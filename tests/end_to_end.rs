use std::sync::atomic::{AtomicI32, AtomicUsize, Ordering};
use std::sync::Arc;
use std::thread;
use std::time::Duration;

use alcommon::broker::HeartbeatConfig;
use alcommon::{
    Broker, BrokerConfig, BrokerError, BrokerFlags, CallContext, Module, PoolConfig, Result, ShutdownMode,
    Value,
};

fn small_pool() -> PoolConfig {
    PoolConfig {
        initial_threads: 2,
        max_threads: 4,
        monitor_interval_ms: 0,
        ..PoolConfig::default()
    }
}

fn local_broker(name: &str) -> Broker {
    let mut config = BrokerConfig::local(name);
    config.pool = small_pool();
    Broker::init(config).unwrap()
}

fn server_config(name: &str) -> BrokerConfig {
    BrokerConfig {
        name: name.to_string(),
        port: 0,
        pool: small_pool(),
        heartbeat: HeartbeatConfig {
            enabled: false,
            ..HeartbeatConfig::default()
        },
        ..BrokerConfig::default()
    }
}

fn echo_module(calls: Arc<AtomicUsize>) -> Module {
    let module = Module::new("Echo");
    module.set_description("echoes integers");
    module
        .method("echo")
        .doc("returns x")
        .param("x", "any integer")
        .returns("x")
        .bind(move |x: i32| {
            calls.fetch_add(1, Ordering::SeqCst);
            x
        })
        .unwrap();
    module.method("ping").bind(|| ()).unwrap();
    module
        .method("fail")
        .bind(|| -> Result<i32> { Err(BrokerError::Internal("always fails".into())) })
        .unwrap();
    module
}

#[test]
fn test_echo_call_and_pcall() {
    env_logger::try_init().ok();
    let broker = local_broker("main");
    let calls = Arc::new(AtomicUsize::new(0));
    broker.register_module(echo_module(calls.clone())).unwrap();

    let proxy = broker.proxy("Echo").unwrap();
    assert_eq!(proxy.call::<i32, _>("echo", (5,)).unwrap(), 5);
    assert_eq!(calls.load(Ordering::SeqCst), 1);

    let task = proxy.pcall("echo", (5,)).unwrap();
    assert!(!proxy.wait(task, 1000).unwrap());
    assert!(!proxy.is_running(task).unwrap());
    assert_eq!(calls.load(Ordering::SeqCst), 2);

    broker.shutdown(ShutdownMode::Drain);
}

#[test]
fn test_pcall_wait_never_times_out_for_fast_tasks() {
    env_logger::try_init().ok();
    let broker = local_broker("main");
    let calls = Arc::new(AtomicUsize::new(0));
    broker.register_module(echo_module(calls.clone())).unwrap();
    let proxy = broker.proxy("Echo").unwrap();

    let tasks: Vec<_> = (0..50).map(|i| proxy.pcall("echo", (i,)).unwrap()).collect();
    for task in tasks {
        assert!(!proxy.wait(task, 2000).unwrap());
    }
    assert_eq!(calls.load(Ordering::SeqCst), 50);
    assert!(!proxy.wait_method("echo", 100).unwrap());
    assert!(broker.task_monitor().is_empty());
}

#[test]
fn test_stop_ends_polling_task() {
    env_logger::try_init().ok();
    let broker = local_broker("main");
    let iterations = Arc::new(AtomicUsize::new(0));
    let stopped_with = Arc::new(AtomicI32::new(-1));

    let module = Module::new("Poller");
    {
        let iterations = iterations.clone();
        module
            .method("poll")
            .bind_with_context(move |ctx: &CallContext| -> Result<()> {
                loop {
                    ctx.check_stop()?;
                    iterations.fetch_add(1, Ordering::SeqCst);
                    thread::sleep(Duration::from_millis(10));
                }
            })
            .unwrap();
    }
    {
        let stopped_with = stopped_with.clone();
        module
            .method("stop")
            .bind(move |task: i32| stopped_with.store(task, Ordering::SeqCst))
            .unwrap();
    }
    broker.register_module(module).unwrap();

    let proxy = broker.proxy("Poller").unwrap();
    let task = proxy.pcall("poll", ()).unwrap();
    thread::sleep(Duration::from_millis(50));
    assert!(proxy.is_running(task).unwrap());
    assert!(proxy.is_method_running("poll").unwrap());

    assert!(proxy.stop(task).unwrap());
    assert!(!proxy.wait(task, 1000).unwrap());
    assert!(!proxy.is_running(task).unwrap());
    assert!(iterations.load(Ordering::SeqCst) > 0);
    assert_eq!(stopped_with.load(Ordering::SeqCst) as u64, task.0);
    assert!(!proxy.stop(task).unwrap());
}

#[test]
fn test_light_broker_runs_pcall_on_own_thread() {
    let mut config = BrokerConfig::local("light");
    config.flags = BrokerFlags::from_mask(BrokerFlags::LIGHT | BrokerFlags::NOSERVER);
    let broker = Broker::init(config).unwrap();
    assert!(broker.pool().is_none());

    let calls = Arc::new(AtomicUsize::new(0));
    broker.register_module(echo_module(calls.clone())).unwrap();
    let proxy = broker.proxy("Echo").unwrap();
    let task = proxy.pcall("echo", (1,)).unwrap();
    assert!(!proxy.wait(task, 1000).unwrap());
    assert_eq!(calls.load(Ordering::SeqCst), 1);
}

#[test]
fn test_module_can_reach_broker_from_context() {
    let broker = local_broker("main");
    broker
        .register_module(echo_module(Arc::new(AtomicUsize::new(0))))
        .unwrap();

    let relay = Module::new("Relay");
    relay
        .method("relay")
        .bind_with_context(|ctx: &CallContext, x: i32| -> Result<i32> {
            let echo = ctx.broker()?.proxy("Echo")?;
            echo.call::<i32, _>("echo", (x * 2,))
        })
        .unwrap();
    broker.register_module(relay).unwrap();

    let proxy = broker.proxy("Relay").unwrap();
    assert_eq!(proxy.call::<i32, _>("relay", (21,)).unwrap(), 42);
}

#[test]
fn test_remote_calls_and_error_kinds() {
    env_logger::try_init().ok();
    let host = Broker::init(server_config("host")).unwrap();
    let calls = Arc::new(AtomicUsize::new(0));
    host.register_module(echo_module(calls.clone())).unwrap();

    let mut config = server_config("client");
    config.parent = host.endpoint().map(|e| e.to_string());
    config.flags.keepalive = true;
    let client = Broker::init(config).unwrap();

    let proxy = client.proxy("Echo").unwrap();
    assert!(!proxy.is_local());
    assert_eq!(proxy.module_info().unwrap().port, host.port());

    assert_eq!(proxy.call::<i32, _>("echo", (5,)).unwrap(), 5);
    let dynamic = proxy.call_value("echo", Value::from_slice(&[8])).unwrap();
    assert_eq!(dynamic, Some(Value::Int(8)));
    proxy.call_void("ping", ()).unwrap();

    assert!(matches!(
        proxy.call::<i32, _>("missing", ()),
        Err(BrokerError::MethodNotFound(_))
    ));
    assert!(matches!(
        proxy.call::<i32, _>("echo", (1, 2)),
        Err(BrokerError::ArityMismatch(_))
    ));
    assert!(matches!(
        proxy.call::<i32, _>("ping", ()),
        Err(BrokerError::TypeMismatch(_))
    ));
    assert!(matches!(
        proxy.call::<i32, _>("fail", ()),
        Err(BrokerError::Internal(_))
    ));

    let task = proxy.pcall("echo", (3,)).unwrap();
    assert!(!proxy.wait(task, 1000).unwrap());
    assert!(!proxy.is_running(task).unwrap());
    assert_eq!(calls.load(Ordering::SeqCst), 3);

    assert_eq!(proxy.method_list().unwrap(), vec!["echo", "fail", "ping"]);
    let help = proxy.method_help("echo").unwrap();
    assert_eq!(help.params[0].name, "x");
    assert_eq!(proxy.module_help().unwrap()[1], Value::from("echoes integers"));
    assert_eq!(proxy.version().unwrap(), env!("CARGO_PKG_VERSION"));
    assert!(!proxy.inner_test().unwrap());

    host.shutdown(ShutdownMode::Drain);
    let err = proxy.call::<i32, _>("echo", (1,)).unwrap_err();
    assert!(matches!(err, BrokerError::ConnectionLost(_)), "got {:?}", err);
    // the route is gone and the parent with it
    assert!(client.proxy("Echo").is_err());
    assert!(!client.is_shutting_down());
    client.shutdown(ShutdownMode::Drain);
}
use std::collections::HashMap;
use std::io;
use std::net::{Shutdown, SocketAddr};
use std::sync::atomic::{AtomicBool, AtomicU64, Ordering};
use std::sync::Arc;
use std::thread::{self, JoinHandle};
use std::time::Duration;

use log::{debug, error, info, warn};
use mio::net::{TcpListener, TcpStream};
use mio::{Events, Interest, Poll, Token};
use parking_lot::Mutex;

use super::wire::{read_frame, write_frame, Reply, Request};
use crate::Result;

const LISTENER: Token = Token(0);
const POLL_TIMEOUT: Duration = Duration::from_millis(100);

/// Serves decoded requests.
pub trait RequestHandler: Send + Sync + 'static {
    fn handle(&self, request: Request) -> Reply;
}

type Connections = Arc<Mutex<HashMap<u64, std::net::TcpStream>>>;

/// Listener thread accepting peers; each connection is served by its own thread.
pub struct Server {
    local_addr: SocketAddr,
    stop: Arc<AtomicBool>,
    connections: Connections,
    listener: Mutex<Option<JoinHandle<()>>>,
}

impl Server {
    /// Binds `addr` (port 0 picks a free port) and starts accepting.
    pub fn bind(addr: SocketAddr, handler: Arc<dyn RequestHandler>) -> Result<Self> {
        let mut listener = TcpListener::bind(addr)?;
        let local_addr = listener.local_addr()?;
        let poll = Poll::new()?;
        poll.registry().register(&mut listener, LISTENER, Interest::READABLE)?;

        let stop = Arc::new(AtomicBool::new(false));
        let connections: Connections = Arc::new(Mutex::new(HashMap::new()));
        let handle = {
            let stop = stop.clone();
            let connections = connections.clone();
            thread::Builder::new()
                .name(format!("alcommon-listener-{}", local_addr.port()))
                .spawn(move || accept_loop(poll, listener, handler, stop, connections))?
        };
        info!("Listening on {}", local_addr);
        Ok(Self {
            local_addr,
            stop,
            connections,
            listener: Mutex::new(Some(handle)),
        })
    }

    pub fn local_addr(&self) -> SocketAddr {
        self.local_addr
    }

    /// Stops accepting and closes every open connection. Idempotent.
    pub fn stop(&self) {
        if self.stop.swap(true, Ordering::AcqRel) {
            return;
        }
        if let Some(handle) = self.listener.lock().take() {
            if handle.join().is_err() {
                error!("Listener thread on {} panicked", self.local_addr);
            }
        }
        for (_, stream) in self.connections.lock().drain() {
            let _ = stream.shutdown(Shutdown::Both);
        }
        info!("Stopped listening on {}", self.local_addr);
    }
}

impl Drop for Server {
    fn drop(&mut self) {
        self.stop();
    }
}

impl std::fmt::Debug for Server {
    fn fmt(&self, f: &mut std::fmt::Formatter<'_>) -> std::fmt::Result {
        f.debug_struct("Server")
            .field("local_addr", &self.local_addr)
            .field("connections", &self.connections.lock().len())
            .finish()
    }
}

fn accept_loop(
    mut poll: Poll,
    listener: TcpListener,
    handler: Arc<dyn RequestHandler>,
    stop: Arc<AtomicBool>,
    connections: Connections,
) {
    let mut events = Events::with_capacity(64);
    let next_id = AtomicU64::new(0);
    while !stop.load(Ordering::Acquire) {
        if let Err(e) = poll.poll(&mut events, Some(POLL_TIMEOUT)) {
            if e.kind() == io::ErrorKind::Interrupted {
                continue;
            }
            error!("Listener poll failed: {}", e);
            break;
        }
        for event in events.iter() {
            if event.token() != LISTENER {
                continue;
            }
            loop {
                match listener.accept() {
                    Ok((stream, peer)) => {
                        let id = next_id.fetch_add(1, Ordering::Relaxed);
                        if let Err(e) = serve(stream, peer, id, handler.clone(), connections.clone()) {
                            warn!("Cannot serve {}: {}", peer, e);
                        }
                    }
                    Err(e) if e.kind() == io::ErrorKind::WouldBlock => break,
                    Err(e) => {
                        warn!("Accept failed: {}", e);
                        break;
                    }
                }
            }
        }
    }
    debug!("Listener loop exited");
}

#[cfg(unix)]
fn into_std(stream: TcpStream) -> std::net::TcpStream {
    std::net::TcpStream::from(std::os::fd::OwnedFd::from(stream))
}

#[cfg(windows)]
fn into_std(stream: TcpStream) -> std::net::TcpStream {
    std::net::TcpStream::from(std::os::windows::io::OwnedSocket::from(stream))
}

fn serve(
    stream: TcpStream,
    peer: SocketAddr,
    id: u64,
    handler: Arc<dyn RequestHandler>,
    connections: Connections,
) -> io::Result<()> {
    let mut stream = into_std(stream);
    stream.set_nonblocking(false)?;
    stream.set_nodelay(true)?;
    connections.lock().insert(id, stream.try_clone()?);
    thread::Builder::new()
        .name(format!("alcommon-conn-{}", id))
        .spawn(move || {
            debug!("Serving {}", peer);
            loop {
                let request: Request = match read_frame(&mut stream) {
                    Ok(Some(request)) => request,
                    Ok(None) => break,
                    Err(e) => {
                        debug!("Connection {} dropped: {}", peer, e);
                        break;
                    }
                };
                let label = request.label();
                let reply = handler.handle(request);
                if let Err(e) = write_frame(&mut stream, &reply) {
                    debug!("Cannot answer {} to {}: {}", label, peer, e);
                    break;
                }
            }
            connections.lock().remove(&id);
            debug!("Connection with {} closed", peer);
        })?;
    Ok(())
}

#[cfg(test)]
mod tests {
    use super::*;
    use crate::net::client::{TcpTransport, Transport};

    struct Echo;

    impl RequestHandler for Echo {
        fn handle(&self, request: Request) -> Reply {
            match request {
                Request::Ping { timestamp, .. } => Reply::Pong { timestamp },
                _ => Reply::Ack,
            }
        }
    }

    #[test]
    fn test_serves_and_stops() {
        let server = Server::bind("127.0.0.1:0".parse().unwrap(), Arc::new(Echo)).unwrap();
        let addr = server.local_addr();
        assert_ne!(addr.port(), 0);

        let transport = TcpTransport::new(Duration::from_secs(1));
        let ping = Request::Ping {
            from: "test".into(),
            timestamp: 42,
        };
        let reply = transport.request(addr, &ping, Some(Duration::from_secs(2))).unwrap();
        assert_eq!(reply, Reply::Pong { timestamp: 42 });

        server.stop();
        transport.forget(addr);
        assert!(transport.request(addr, &ping, Some(Duration::from_millis(200))).is_err());
    }
}
//! Registry of in-flight asynchronous calls.
//!
//! An entry is added before its task becomes visible to the pool and removed when the
//! [`MonitoredSection`] guard is dropped, whether the task ran or was discarded unrun.
//! Every removal wakes all waiters.

use std::collections::HashMap;
use std::sync::Arc;
use std::time::{Duration, Instant};

use log::debug;
use parking_lot::{Condvar, Mutex};

use crate::context::CancelToken;
use crate::TaskId;

/// Snapshot of one monitored task.
#[derive(Debug, Clone)]
pub struct TaskEntry {
    pub id: TaskId,
    pub module: String,
    pub method: String,
    pub thread: Option<usize>,
    cancel: CancelToken,
}

impl TaskEntry {
    pub fn is_stop_requested(&self) -> bool {
        self.cancel.is_cancelled()
    }
}

#[derive(Default)]
struct Inner {
    tasks: Mutex<HashMap<TaskId, TaskEntry>>,
    removed: Condvar,
}

#[derive(Clone, Default)]
pub struct TaskMonitor {
    inner: Arc<Inner>,
}

/// Removes its entry from the monitor when dropped.
#[must_use = "the task is unmonitored as soon as the section is dropped"]
pub struct MonitoredSection {
    monitor: TaskMonitor,
    id: TaskId,
}

impl MonitoredSection {
    pub fn id(&self) -> TaskId {
        self.id
    }

    /// Records the worker running the task.
    pub fn set_thread(&self, worker: Option<usize>) {
        self.monitor.set_thread(self.id, worker);
    }
}

impl Drop for MonitoredSection {
    fn drop(&mut self) {
        self.monitor.remove(self.id);
    }
}

impl TaskMonitor {
    pub fn new() -> Self {
        Self::default()
    }

    /// Registers a task and returns its cancel token with the guard owning the entry.
    pub fn add(&self, id: TaskId, module: &str, method: &str) -> (MonitoredSection, CancelToken) {
        let cancel = CancelToken::new();
        let entry = TaskEntry {
            id,
            module: module.to_string(),
            method: method.to_string(),
            thread: None,
            cancel: cancel.clone(),
        };
        self.inner.tasks.lock().insert(id, entry);
        debug!("Monitoring task {} ({}.{})", id, module, method);
        (
            MonitoredSection {
                monitor: self.clone(),
                id,
            },
            cancel,
        )
    }

    pub fn remove(&self, id: TaskId) -> bool {
        let removed = self.inner.tasks.lock().remove(&id).is_some();
        if removed {
            debug!("Task {} no longer monitored", id);
            self.inner.removed.notify_all();
        }
        removed
    }

    pub fn set_thread(&self, id: TaskId, worker: Option<usize>) {
        if let Some(entry) = self.inner.tasks.lock().get_mut(&id) {
            entry.thread = worker;
        }
    }

    pub fn is_running(&self, id: TaskId) -> bool {
        self.inner.tasks.lock().contains_key(&id)
    }

    pub fn is_method_running(&self, method: &str) -> bool {
        self.inner.tasks.lock().values().any(|e| e.method == method)
    }

    /// Waits for task `id` to end. Returns true on timeout; `timeout_ms == 0` waits forever.
    pub fn wait(&self, id: TaskId, timeout_ms: u64) -> bool {
        self.wait_until(timeout_ms, |tasks| !tasks.contains_key(&id))
    }

    /// Waits until no task of `method` is in flight. Same timeout contract as [`TaskMonitor::wait`].
    pub fn wait_method(&self, method: &str, timeout_ms: u64) -> bool {
        self.wait_until(timeout_ms, |tasks| !tasks.values().any(|e| e.method == method))
    }

    fn wait_until<F>(&self, timeout_ms: u64, done: F) -> bool
    where
        F: Fn(&HashMap<TaskId, TaskEntry>) -> bool,
    {
        let deadline = (timeout_ms > 0).then(|| Instant::now() + Duration::from_millis(timeout_ms));
        let mut tasks = self.inner.tasks.lock();
        while !done(&tasks) {
            match deadline {
                None => self.inner.removed.wait(&mut tasks),
                Some(deadline) => {
                    if self.inner.removed.wait_until(&mut tasks, deadline).timed_out() {
                        return !done(&tasks);
                    }
                }
            }
        }
        false
    }

    pub fn is_stop_requested(&self, id: TaskId) -> bool {
        self.inner
            .tasks
            .lock()
            .get(&id)
            .map(TaskEntry::is_stop_requested)
            .unwrap_or(false)
    }

    /// Flags task `id` for cooperative cancellation; returns its module name if it is in flight.
    pub fn request_stop(&self, id: TaskId) -> Option<String> {
        let tasks = self.inner.tasks.lock();
        let entry = tasks.get(&id)?;
        entry.cancel.cancel();
        debug!("Stop requested for task {}", id);
        Some(entry.module.clone())
    }

    /// Flags every in-flight task of `method`; returns the affected (task, module) pairs.
    pub fn request_stop_method(&self, method: &str) -> Vec<(TaskId, String)> {
        let tasks = self.inner.tasks.lock();
        tasks
            .values()
            .filter(|e| e.method == method)
            .map(|e| {
                e.cancel.cancel();
                (e.id, e.module.clone())
            })
            .collect()
    }

    pub fn task_list(&self) -> Vec<TaskEntry> {
        let mut list: Vec<TaskEntry> = self.inner.tasks.lock().values().cloned().collect();
        list.sort_by_key(|e| e.id.0);
        list
    }

    pub fn len(&self) -> usize {
        self.inner.tasks.lock().len()
    }

    pub fn is_empty(&self) -> bool {
        self.len() == 0
    }
}

impl std::fmt::Debug for TaskMonitor {
    fn fmt(&self, f: &mut std::fmt::Formatter<'_>) -> std::fmt::Result {
        f.debug_struct("TaskMonitor").field("tasks", &self.len()).finish()
    }
}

◆ TASK ITEM ◆
Please reproduce, exactly as they appear above, the lines from the line containing "let next_id = AtomicU64::new(0);" up to and including the line containing "for event in".

◆ SOLUTION TO THIS EXERCISE ◆
    let next_id = AtomicU64::new(0);
    while !stop.load(Ordering::Acquire) {
        if let Err(e) = poll.poll(&mut events, Some(POLL_TIMEOUT)) {
            if e.kind() == io::ErrorKind::Interrupted {
                continue;
            }
            error!("Listener poll failed: {}", e);
            break;
        }
        for event in events.iter() {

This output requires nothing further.